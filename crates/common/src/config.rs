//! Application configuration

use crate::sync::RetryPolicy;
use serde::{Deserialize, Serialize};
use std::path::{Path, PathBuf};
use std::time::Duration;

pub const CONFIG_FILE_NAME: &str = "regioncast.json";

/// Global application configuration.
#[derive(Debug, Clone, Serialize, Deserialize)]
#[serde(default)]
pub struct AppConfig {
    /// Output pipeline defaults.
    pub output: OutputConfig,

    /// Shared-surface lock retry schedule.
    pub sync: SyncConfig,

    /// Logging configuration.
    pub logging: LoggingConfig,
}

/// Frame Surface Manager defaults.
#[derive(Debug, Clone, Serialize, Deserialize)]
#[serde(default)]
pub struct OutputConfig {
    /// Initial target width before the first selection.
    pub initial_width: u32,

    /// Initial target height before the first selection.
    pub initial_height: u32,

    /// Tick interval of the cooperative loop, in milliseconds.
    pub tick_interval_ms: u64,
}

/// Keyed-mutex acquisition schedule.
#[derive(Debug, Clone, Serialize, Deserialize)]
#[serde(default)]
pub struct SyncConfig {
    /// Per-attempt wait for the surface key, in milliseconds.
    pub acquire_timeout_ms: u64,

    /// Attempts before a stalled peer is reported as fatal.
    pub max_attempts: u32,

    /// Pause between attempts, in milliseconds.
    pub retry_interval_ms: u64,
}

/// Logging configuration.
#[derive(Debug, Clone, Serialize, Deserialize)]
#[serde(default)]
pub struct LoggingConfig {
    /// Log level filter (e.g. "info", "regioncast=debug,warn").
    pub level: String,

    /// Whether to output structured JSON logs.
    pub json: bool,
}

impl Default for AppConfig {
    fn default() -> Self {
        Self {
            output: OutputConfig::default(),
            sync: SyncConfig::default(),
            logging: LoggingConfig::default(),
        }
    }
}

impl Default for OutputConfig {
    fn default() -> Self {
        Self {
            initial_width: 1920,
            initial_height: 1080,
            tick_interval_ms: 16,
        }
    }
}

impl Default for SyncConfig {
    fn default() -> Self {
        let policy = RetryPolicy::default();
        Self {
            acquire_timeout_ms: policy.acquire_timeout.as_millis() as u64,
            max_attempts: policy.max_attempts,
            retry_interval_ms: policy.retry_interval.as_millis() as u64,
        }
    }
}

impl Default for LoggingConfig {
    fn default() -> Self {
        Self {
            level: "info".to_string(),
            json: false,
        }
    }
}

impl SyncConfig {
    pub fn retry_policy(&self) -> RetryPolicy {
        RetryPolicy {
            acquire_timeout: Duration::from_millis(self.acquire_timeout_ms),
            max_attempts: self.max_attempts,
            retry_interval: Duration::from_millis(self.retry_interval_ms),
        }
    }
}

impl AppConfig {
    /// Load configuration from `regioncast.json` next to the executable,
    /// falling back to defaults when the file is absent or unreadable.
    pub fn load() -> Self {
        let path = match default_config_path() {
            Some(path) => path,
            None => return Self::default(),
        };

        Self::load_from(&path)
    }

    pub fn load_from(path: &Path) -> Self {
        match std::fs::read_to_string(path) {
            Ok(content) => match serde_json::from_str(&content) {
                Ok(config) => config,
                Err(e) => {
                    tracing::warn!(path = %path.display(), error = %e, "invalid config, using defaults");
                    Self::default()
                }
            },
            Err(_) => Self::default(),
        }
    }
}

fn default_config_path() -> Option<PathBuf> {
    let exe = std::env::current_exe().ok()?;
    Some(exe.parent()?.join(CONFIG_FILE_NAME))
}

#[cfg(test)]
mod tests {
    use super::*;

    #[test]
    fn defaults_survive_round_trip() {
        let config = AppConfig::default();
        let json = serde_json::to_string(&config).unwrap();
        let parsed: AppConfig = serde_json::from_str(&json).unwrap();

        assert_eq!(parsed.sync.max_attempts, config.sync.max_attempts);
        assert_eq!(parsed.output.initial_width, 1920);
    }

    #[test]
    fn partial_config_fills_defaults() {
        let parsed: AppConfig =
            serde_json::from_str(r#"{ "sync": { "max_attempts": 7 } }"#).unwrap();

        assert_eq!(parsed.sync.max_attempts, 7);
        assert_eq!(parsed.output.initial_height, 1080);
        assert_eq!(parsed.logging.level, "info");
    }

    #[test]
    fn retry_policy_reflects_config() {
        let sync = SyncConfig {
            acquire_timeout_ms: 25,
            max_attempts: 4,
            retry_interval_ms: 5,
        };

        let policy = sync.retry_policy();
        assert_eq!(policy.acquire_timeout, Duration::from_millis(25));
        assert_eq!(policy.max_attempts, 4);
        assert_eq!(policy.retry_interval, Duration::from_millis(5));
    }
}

.....

> _What to work on_: Find the word "milliseconds" in the data and copy out each line where it turns up.

> _Response_:
    /// Tick interval of the cooperative loop, in milliseconds.
    /// Per-attempt wait for the surface key, in milliseconds.
    /// Pause between attempts, in milliseconds.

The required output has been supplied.